PROBLEM STATEMENT:
Find each line in the records below that contains the word "BatchStarted", and copy it out.

Stored items

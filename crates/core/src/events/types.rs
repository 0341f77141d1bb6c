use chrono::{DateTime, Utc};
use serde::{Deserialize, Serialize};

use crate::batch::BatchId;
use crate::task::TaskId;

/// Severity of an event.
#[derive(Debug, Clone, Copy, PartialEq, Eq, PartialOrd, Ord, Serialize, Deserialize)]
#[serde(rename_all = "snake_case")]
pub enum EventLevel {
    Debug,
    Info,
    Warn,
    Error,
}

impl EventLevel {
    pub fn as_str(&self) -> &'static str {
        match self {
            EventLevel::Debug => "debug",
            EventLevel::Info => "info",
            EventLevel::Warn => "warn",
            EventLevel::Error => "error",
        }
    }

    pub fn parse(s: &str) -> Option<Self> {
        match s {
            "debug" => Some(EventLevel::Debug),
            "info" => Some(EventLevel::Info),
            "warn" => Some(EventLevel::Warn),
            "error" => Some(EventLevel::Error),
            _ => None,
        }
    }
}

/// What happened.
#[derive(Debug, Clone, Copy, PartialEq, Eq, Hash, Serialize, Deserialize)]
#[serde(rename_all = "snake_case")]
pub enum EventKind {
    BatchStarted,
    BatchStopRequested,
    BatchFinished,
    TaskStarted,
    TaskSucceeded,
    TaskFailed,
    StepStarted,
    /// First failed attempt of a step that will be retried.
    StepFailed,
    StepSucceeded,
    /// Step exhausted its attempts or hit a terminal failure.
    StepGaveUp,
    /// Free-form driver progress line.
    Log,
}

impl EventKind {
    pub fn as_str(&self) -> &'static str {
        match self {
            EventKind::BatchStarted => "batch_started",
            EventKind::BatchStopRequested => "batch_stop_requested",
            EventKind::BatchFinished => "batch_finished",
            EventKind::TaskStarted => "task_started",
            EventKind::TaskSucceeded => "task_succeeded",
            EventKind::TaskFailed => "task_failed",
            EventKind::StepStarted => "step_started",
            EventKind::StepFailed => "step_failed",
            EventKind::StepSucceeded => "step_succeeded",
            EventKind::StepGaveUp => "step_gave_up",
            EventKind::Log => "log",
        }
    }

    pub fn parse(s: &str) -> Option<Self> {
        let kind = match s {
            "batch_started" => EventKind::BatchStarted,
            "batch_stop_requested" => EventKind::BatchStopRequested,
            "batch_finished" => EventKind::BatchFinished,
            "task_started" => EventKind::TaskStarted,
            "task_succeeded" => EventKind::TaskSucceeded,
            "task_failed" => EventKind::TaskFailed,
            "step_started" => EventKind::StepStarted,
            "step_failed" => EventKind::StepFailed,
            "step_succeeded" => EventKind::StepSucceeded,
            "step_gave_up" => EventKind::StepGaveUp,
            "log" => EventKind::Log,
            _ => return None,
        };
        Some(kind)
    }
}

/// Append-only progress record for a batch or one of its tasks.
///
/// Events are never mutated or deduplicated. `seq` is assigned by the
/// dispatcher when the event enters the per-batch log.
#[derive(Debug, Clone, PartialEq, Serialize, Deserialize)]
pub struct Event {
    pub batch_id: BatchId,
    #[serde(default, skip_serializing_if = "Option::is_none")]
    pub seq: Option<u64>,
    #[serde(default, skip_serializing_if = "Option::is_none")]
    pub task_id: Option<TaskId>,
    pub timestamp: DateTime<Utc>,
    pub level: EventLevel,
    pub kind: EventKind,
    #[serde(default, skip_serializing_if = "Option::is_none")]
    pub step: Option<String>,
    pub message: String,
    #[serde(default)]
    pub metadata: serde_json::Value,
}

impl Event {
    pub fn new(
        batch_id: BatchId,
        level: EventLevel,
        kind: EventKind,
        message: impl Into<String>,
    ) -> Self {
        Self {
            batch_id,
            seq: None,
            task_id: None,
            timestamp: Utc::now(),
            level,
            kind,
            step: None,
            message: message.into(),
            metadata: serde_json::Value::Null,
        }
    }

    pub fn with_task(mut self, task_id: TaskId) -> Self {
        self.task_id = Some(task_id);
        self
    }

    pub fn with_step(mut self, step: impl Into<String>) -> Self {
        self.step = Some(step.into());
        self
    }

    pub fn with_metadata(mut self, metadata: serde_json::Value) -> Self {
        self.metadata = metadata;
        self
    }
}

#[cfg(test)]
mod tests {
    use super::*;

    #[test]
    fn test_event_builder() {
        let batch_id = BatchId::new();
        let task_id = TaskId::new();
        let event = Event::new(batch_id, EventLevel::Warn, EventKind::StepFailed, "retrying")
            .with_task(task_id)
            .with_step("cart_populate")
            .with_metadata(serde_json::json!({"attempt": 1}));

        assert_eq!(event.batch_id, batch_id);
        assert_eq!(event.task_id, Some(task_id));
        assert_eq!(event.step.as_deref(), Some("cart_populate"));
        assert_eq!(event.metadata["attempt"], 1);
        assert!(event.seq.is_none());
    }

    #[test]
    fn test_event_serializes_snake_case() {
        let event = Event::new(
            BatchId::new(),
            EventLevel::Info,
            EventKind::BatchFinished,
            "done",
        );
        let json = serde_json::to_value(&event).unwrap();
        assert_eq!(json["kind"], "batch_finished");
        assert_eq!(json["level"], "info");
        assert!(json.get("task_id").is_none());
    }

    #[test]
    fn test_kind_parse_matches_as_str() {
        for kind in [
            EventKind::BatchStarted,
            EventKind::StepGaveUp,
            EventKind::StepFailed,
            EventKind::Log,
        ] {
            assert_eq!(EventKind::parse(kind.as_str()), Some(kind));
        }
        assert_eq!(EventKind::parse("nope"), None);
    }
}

REPLY:
    BatchStarted,
            EventKind::BatchStarted => "batch_started",
            "batch_started" => EventKind::BatchStarted,
            EventKind::BatchStarted,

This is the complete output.